WHAT IS BEING ASKED:
Output must match the data below exactly from its first line through the line that contains "JSON-RPC task request", with no other line.

◆ ◆ ◆

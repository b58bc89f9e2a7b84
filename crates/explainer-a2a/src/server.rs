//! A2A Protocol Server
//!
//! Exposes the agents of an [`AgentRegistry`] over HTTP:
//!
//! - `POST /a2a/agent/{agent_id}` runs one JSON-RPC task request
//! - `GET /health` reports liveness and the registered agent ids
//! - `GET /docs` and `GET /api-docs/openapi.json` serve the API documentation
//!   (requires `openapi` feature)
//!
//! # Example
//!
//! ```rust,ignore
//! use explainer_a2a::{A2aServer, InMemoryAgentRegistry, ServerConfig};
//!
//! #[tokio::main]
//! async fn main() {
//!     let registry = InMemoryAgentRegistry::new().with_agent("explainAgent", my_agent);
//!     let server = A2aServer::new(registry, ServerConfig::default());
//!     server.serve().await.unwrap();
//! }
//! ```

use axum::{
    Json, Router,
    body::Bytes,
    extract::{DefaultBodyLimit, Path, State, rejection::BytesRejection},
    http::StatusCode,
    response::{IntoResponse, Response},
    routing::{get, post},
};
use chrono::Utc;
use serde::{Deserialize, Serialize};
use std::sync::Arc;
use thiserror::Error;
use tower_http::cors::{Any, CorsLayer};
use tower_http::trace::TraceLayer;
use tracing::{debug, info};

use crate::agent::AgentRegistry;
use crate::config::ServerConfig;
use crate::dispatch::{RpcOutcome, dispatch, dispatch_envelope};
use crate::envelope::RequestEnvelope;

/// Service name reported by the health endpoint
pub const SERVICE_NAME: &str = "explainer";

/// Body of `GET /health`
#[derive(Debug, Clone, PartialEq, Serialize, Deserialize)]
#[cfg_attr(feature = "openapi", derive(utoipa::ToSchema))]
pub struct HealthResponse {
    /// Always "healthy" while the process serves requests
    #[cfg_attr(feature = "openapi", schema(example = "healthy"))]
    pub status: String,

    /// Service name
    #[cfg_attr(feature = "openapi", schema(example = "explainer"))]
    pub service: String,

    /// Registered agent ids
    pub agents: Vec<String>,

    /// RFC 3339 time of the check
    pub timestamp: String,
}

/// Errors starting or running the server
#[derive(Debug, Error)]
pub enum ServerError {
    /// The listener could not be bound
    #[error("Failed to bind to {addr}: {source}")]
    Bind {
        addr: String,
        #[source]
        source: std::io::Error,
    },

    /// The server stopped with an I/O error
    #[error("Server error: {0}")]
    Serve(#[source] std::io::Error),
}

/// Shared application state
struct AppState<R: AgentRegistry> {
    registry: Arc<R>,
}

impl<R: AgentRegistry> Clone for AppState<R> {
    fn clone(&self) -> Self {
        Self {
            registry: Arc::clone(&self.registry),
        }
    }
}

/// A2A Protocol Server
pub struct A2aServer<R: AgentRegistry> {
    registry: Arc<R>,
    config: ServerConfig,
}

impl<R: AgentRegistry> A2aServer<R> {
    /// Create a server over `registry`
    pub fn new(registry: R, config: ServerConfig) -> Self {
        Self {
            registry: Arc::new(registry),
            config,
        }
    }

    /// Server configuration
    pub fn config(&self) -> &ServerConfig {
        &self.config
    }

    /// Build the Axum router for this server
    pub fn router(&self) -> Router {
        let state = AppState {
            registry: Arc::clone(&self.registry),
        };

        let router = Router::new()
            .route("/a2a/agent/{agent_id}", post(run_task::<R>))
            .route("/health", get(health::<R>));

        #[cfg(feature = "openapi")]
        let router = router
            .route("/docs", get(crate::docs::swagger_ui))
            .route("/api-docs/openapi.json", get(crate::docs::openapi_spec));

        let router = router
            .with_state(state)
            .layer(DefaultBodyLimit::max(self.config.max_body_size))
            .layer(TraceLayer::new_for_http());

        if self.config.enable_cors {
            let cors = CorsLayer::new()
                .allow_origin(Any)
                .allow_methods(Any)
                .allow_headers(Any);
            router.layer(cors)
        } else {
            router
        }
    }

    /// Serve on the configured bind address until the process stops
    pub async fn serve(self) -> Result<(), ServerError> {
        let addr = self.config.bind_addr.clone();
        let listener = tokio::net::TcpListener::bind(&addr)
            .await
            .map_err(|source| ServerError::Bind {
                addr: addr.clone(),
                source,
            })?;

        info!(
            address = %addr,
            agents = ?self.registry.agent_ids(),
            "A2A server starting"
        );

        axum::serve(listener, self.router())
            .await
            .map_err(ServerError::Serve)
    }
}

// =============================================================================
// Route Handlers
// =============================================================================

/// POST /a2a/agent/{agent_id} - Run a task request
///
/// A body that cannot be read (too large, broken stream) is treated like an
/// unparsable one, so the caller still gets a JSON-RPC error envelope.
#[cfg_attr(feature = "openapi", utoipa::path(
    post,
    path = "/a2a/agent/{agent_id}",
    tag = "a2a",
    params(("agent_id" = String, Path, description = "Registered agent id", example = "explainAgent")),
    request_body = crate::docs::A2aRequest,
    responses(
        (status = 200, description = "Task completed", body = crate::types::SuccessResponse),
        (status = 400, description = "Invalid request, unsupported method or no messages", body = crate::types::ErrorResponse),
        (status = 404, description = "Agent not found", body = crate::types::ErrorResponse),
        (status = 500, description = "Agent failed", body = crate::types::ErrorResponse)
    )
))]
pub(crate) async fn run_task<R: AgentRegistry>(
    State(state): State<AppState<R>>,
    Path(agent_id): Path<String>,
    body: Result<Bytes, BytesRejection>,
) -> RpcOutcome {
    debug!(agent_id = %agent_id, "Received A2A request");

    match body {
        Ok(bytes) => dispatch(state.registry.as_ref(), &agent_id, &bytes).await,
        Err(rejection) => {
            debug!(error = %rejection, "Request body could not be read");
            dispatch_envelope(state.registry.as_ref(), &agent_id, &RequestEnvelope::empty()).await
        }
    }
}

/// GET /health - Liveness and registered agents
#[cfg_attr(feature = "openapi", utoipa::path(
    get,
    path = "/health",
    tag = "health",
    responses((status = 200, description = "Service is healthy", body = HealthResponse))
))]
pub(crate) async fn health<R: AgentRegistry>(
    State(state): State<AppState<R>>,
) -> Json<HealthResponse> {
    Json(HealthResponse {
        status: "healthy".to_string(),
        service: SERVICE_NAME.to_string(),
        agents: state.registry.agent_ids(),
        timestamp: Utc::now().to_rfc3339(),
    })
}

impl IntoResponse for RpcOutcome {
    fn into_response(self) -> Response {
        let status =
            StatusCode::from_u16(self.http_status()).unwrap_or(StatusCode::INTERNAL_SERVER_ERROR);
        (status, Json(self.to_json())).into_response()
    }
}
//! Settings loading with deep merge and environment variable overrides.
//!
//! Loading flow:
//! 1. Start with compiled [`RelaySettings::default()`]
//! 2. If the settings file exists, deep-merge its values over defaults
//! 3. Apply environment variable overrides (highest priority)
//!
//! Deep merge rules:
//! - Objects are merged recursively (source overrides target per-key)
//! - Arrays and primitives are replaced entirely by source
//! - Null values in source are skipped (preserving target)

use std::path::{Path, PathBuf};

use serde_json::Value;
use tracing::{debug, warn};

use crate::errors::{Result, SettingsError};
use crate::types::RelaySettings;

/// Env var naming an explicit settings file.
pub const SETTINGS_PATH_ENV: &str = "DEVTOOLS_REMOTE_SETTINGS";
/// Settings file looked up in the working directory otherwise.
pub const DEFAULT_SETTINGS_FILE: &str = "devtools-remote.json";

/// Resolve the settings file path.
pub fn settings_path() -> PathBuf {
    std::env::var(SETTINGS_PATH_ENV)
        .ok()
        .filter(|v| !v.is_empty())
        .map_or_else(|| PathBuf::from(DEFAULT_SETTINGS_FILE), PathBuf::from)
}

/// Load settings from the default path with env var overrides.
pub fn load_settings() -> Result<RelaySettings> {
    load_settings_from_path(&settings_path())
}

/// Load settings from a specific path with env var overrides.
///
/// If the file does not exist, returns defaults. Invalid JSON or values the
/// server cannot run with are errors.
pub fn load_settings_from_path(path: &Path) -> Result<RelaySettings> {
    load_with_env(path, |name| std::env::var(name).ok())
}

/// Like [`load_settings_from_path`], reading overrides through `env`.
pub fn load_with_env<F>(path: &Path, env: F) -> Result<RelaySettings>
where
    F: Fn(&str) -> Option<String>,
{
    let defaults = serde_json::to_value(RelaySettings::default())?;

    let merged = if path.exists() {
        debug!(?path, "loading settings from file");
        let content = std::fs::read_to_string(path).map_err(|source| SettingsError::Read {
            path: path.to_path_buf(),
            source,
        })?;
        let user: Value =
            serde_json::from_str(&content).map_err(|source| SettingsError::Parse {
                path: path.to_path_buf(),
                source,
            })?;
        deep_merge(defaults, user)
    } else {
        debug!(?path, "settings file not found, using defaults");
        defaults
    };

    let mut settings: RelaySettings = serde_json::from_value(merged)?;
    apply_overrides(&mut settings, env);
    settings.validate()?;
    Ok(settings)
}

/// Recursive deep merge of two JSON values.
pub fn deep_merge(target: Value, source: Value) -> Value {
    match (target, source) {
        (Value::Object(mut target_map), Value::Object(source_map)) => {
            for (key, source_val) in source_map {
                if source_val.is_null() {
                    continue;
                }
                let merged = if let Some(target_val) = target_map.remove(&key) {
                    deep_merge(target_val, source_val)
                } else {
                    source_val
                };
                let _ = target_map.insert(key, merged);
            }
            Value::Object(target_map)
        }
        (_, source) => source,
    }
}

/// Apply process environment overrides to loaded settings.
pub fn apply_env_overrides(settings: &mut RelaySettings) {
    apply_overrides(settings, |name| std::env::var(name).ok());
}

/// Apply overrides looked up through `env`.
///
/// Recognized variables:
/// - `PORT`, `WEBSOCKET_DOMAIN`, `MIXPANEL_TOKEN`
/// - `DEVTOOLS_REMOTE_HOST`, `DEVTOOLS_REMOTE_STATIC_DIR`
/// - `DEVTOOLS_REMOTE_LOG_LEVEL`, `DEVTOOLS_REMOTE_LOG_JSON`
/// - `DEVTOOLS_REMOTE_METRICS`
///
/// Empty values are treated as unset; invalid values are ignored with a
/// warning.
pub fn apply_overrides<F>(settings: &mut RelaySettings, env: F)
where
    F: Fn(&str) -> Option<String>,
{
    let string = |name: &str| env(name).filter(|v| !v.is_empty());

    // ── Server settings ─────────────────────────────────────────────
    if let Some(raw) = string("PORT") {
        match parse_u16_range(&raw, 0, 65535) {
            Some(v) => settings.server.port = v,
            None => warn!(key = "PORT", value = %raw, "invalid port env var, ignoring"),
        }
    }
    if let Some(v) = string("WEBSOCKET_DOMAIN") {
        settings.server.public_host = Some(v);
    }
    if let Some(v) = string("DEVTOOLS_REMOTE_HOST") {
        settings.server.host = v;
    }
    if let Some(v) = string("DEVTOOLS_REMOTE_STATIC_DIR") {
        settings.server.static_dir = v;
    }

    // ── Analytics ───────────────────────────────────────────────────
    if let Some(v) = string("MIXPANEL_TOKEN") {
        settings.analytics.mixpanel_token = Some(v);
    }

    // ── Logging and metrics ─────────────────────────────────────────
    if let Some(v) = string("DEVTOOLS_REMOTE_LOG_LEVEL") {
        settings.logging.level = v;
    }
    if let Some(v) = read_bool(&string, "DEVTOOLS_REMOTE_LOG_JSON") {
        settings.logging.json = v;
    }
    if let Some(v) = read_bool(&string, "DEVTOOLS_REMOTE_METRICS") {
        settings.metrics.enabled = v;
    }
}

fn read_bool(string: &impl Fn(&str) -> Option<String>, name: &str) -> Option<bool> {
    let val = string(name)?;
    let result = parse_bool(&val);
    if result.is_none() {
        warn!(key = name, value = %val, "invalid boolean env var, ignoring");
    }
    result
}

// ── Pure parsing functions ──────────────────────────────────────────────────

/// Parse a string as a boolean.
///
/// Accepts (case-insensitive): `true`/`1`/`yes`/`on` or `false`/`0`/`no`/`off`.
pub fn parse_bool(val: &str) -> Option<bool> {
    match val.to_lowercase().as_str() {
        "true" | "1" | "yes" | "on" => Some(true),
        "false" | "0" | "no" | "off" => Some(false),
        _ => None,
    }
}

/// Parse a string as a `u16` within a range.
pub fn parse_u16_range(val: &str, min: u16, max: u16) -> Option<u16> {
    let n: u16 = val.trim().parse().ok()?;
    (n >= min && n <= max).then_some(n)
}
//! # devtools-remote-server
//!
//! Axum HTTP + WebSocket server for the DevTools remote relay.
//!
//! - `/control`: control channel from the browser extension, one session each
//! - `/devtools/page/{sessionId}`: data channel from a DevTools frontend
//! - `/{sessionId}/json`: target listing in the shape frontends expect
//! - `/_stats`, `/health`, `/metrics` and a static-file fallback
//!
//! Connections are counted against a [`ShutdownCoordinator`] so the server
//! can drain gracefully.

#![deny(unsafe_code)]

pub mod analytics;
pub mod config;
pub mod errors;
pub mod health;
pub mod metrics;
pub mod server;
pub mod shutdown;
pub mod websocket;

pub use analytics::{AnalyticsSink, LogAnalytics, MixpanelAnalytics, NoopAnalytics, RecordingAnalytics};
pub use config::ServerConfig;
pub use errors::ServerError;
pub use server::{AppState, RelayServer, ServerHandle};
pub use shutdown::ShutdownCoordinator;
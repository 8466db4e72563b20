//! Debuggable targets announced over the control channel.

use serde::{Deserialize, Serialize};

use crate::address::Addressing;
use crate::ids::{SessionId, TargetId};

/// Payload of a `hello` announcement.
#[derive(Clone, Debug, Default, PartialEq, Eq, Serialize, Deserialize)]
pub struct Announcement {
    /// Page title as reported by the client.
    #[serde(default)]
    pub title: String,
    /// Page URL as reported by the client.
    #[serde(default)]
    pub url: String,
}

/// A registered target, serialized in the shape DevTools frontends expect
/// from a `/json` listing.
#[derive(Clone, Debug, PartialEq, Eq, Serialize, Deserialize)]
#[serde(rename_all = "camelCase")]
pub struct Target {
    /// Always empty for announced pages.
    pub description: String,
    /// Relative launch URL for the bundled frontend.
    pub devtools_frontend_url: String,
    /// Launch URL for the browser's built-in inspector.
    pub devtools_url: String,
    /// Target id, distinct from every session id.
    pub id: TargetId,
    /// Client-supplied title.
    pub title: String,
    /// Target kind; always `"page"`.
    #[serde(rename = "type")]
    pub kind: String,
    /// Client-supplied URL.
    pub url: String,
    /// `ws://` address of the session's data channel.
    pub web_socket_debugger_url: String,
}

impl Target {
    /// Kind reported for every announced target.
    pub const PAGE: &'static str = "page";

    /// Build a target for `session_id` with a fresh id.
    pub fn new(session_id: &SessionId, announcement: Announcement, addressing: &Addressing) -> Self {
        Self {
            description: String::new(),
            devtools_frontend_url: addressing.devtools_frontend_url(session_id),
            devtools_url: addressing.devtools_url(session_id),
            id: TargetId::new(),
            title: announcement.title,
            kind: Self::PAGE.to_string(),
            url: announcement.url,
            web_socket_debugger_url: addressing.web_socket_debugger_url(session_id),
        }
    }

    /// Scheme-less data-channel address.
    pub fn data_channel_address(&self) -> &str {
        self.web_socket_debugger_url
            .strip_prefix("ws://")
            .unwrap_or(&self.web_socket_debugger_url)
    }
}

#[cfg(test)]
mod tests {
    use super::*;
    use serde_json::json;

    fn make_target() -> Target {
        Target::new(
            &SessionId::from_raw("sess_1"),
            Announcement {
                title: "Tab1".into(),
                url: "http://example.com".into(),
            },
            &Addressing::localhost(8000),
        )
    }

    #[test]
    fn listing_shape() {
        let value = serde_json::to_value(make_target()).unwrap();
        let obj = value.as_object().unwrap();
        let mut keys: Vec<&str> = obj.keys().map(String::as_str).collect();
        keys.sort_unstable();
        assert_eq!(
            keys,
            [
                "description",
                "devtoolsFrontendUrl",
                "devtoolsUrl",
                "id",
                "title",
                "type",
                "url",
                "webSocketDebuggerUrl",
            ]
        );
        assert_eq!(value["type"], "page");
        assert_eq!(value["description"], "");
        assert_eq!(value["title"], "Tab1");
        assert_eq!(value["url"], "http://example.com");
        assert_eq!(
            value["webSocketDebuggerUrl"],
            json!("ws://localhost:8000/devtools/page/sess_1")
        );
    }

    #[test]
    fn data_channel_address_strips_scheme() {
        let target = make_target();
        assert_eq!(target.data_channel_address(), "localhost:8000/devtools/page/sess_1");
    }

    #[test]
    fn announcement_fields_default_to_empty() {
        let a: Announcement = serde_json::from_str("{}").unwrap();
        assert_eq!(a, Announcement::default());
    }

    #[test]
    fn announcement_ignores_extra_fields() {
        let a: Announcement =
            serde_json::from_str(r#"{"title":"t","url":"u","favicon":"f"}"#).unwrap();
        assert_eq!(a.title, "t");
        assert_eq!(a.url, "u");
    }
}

◆ ◆ ◆

RESULT BELOW:
repository b58bc89f9e2a7b84
filename crates/explainer-a2a/src/server.rs
//! A2A Protocol Server
//!
//! Exposes the agents of an [`AgentRegistry`] over HTTP:
//!
//! - `POST /a2a/agent/{agent_id}` runs one JSON-RPC task request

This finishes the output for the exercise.